During a retrospective interview about the production process and trouble with the investors, Blood Simple’s cinematographer Barry Sonnenfeld revealed: “When we first showed the movie to our investors, they almost uniformly hated it. They didn’t understand the tone could be a thriller, a horror movie and a comedy all at once. At the major studios, who rejected it, all the creative people loved it but all the marketing ones hated it.”
Adding, “They couldn’t figure out how to sell it. Black comedy scares marketing people, as I discovered when I made Get Shorty. It was not until the New York film festival in January 1985, where critics loved it, that it became a viable movie, and Crown International Pictures, an indie distributor, bought it.”
Although the Coen brothers hated their debut and described it as “pretty damn bad“, their film inspired newer generations of filmmakers to pick up a camera and create cinematic magic. Among them was none other than Quentin Tarantino, who compared the impact of Blood Simple to Jim Jarmusch’s Stranger Than Paradise and Steven Soderbergh’s Sex, Lies, and Videotape.

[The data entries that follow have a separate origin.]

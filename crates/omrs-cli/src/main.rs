//! # omrs
//!
//! Sets up, deploys and upgrades local servers.
//!
//! ## Startup sequence
//!
//! 1. Parse CLI arguments (clap handles `--help` / `--version` early-exit).
//! 2. Initialise the tracing subscriber (logging).
//! 3. Load configuration (defaults + file + env).
//! 4. Build the [`OutputManager`].
//! 5. Dispatch to the appropriate command handler.
//! 6. Translate any [`CliError`] into a user-facing message and exit code.
//!
//! ## Exit codes
//!
//! | Code | Meaning                        |
//! |------|--------------------------------|
//! |  0   | Success                        |
//! |  1   | Internal / system error        |
//! |  2   | User / input error, cancelled  |
//! |  3   | Resource not found             |
//! |  4   | Configuration error            |

use std::process::ExitCode;

use clap::Parser;
use tracing::{debug, info, instrument};

use crate::{
    cli::{Cli, Commands},
    config::AppConfig,
    error::{CliError, CliResult},
    logging::init_logging,
    output::OutputManager,
};

mod cli;
mod commands;
mod config;
mod error;
mod logging;
mod output;
mod prompter;

fn main() -> ExitCode {
    // Load .env before anything else, including tracing init.
    let _ = dotenvy::dotenv();

    // ── 1. Parse arguments ────────────────────────────────────────────────
    let cli = match Cli::try_parse() {
        Ok(cli) => cli,
        Err(e) => {
            // --help and --version arrive here too, as "errors" that exit 0.
            let _ = e.print();
            return ExitCode::from(u8::try_from(e.exit_code()).unwrap_or(2));
        }
    };

    // ── 2. Initialise tracing ─────────────────────────────────────────────
    if let Err(e) = init_logging(&cli.global) {
        eprintln!("Failed to initialise logging: {e}");
        return ExitCode::from(1);
    }

    debug!(
        verbose = cli.global.verbose,
        quiet = cli.global.quiet,
        no_color = cli.global.no_color,
        batch = cli.global.batch_answers.is_some(),
        "CLI started"
    );

    // ── 3. Load configuration ─────────────────────────────────────────────
    // `init` and `config` may target a file that does not exist yet.
    let must_exist = !matches!(cli.command, Commands::Init(_) | Commands::Config(_));
    let config = match AppConfig::load(cli.global.config.as_ref(), must_exist) {
        Ok(cfg) => cfg,
        Err(e) => {
            tracing::error!("Failed to load configuration: {e:#}");
            eprintln!("Error: failed to load configuration: {e:#}");
            return ExitCode::from(4);
        }
    };

    // ── 4. Build output manager ───────────────────────────────────────────
    let output = OutputManager::new(&cli.global, &config);
    debug!(format = ?output.format(), "Output configured");

    // ── 5. Dispatch + 6. Error handling ──────────────────────────────────
    let verbose = cli.global.verbose > 0;
    match run(cli, config, output) {
        Ok(()) => {
            info!("omrs completed successfully");
            ExitCode::SUCCESS
        }
        Err(e) => handle_error(e, verbose),
    }
}

/// Dispatch to the correct command handler.
#[instrument(skip_all)]
fn run(cli: Cli, config: AppConfig, output: OutputManager) -> CliResult<()> {
    let global = cli.global;
    match cli.command {
        Commands::Setup(args) => commands::setup::execute(args, global, config, output),
        Commands::Deploy(args) => commands::deploy::execute(args, global, config, output),
        Commands::InstallModule(args) => commands::module::install(args, global, config, output),
        Commands::UninstallModule(args) => {
            commands::module::uninstall(args, global, config, output)
        }
        Commands::Info(args) => commands::info::execute(args, global, config, output),
        Commands::List => commands::list::execute(global, config, output),
        Commands::Watch(args) => commands::watch::watch(args, global, config, output),
        Commands::Unwatch(args) => commands::watch::unwatch(args, global, config, output),
        Commands::CreateProject(args) => {
            commands::create_project::execute(args, global, config, output)
        }
        Commands::Init(args) => commands::init::execute(args, global, output),
        Commands::Completions(args) => commands::completions::execute(args),
        Commands::Config(cmd) => commands::config::execute(cmd, global, config, output),
    }
}

/// Translate a `CliError` into a user message and an exit code.
fn handle_error(err: CliError, verbose: bool) -> ExitCode {
    err.log();

    // Written to stderr so the message appears even when stdout is redirected.
    let msg = if std::io::IsTerminal::is_terminal(&std::io::stderr()) {
        err.format_colored(verbose)
    } else {
        err.format_plain(verbose)
    };
    eprint!("{msg}");

    ExitCode::from(err.exit_code())
}

// ── tests ─────────────────────────────────────────────────────────────────────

While presenting Blood Simple, Tarantino explained why the Coen brothers’ 1984 debut was so special: “It was a very influential movie to me before I’d ever made a movie,” he said. “Usually, some movie comes out in the independent circles that will inspire you as a filmmaker to make you want to do something like that and it makes it seem possible to do something.”
He continued, “To me, the one that really knocked it out of the park was… Blood Simple. It’s a really fun movie but the thing that I liked the most about it was the fact that when an art film came out from independent circles, it actually had a genre-base. Those were the ones I always preferred, even when it comes to the Truffaut films or the Godard movies.”
Blood Simple had a profound effect on Tarantino’s own creative process when he set out to make his own debut feature – Reservoir Dogs. Starring the likes of Tim Roth, Steve Buscemi and Harvey Keitel, among others, Reservoir Dogs is an excellent exercise in postmodern filmmaking with nonlinear narrative structures and subversive violence. Tarantino used the Coen brothers as inspiration while writing the script: “I started writing a script to do, figuring I would raise the money through a limited partnership, like the Coen brothers did with Blood Simple or Sam Raimi and his guys did with The Evil Dead,” he explained.
“I worked on the script for three years while trying to get money for it, but it never happened. Scripts get to be like old girlfriends after a while, so I wrote another one and worked for a year and a half trying to get that off the ground. It still didn’t work, and at that point I wrote Reservoir Dogs out of frustration.”
The celebrated filmmaker also explained why Blood Simple was such an important part of the creative process of Reservoir Dogs. It was because Tarantino wanted to recreate what Blood Simple had already achieved, the perfect synthesis of genre-based tropes and an original vision. Tarantino said: “I didn’t want Reservoir Dogs to be a straight-to-video genre movie. I wanted it to be a genre-based art film, like Blood Simple.”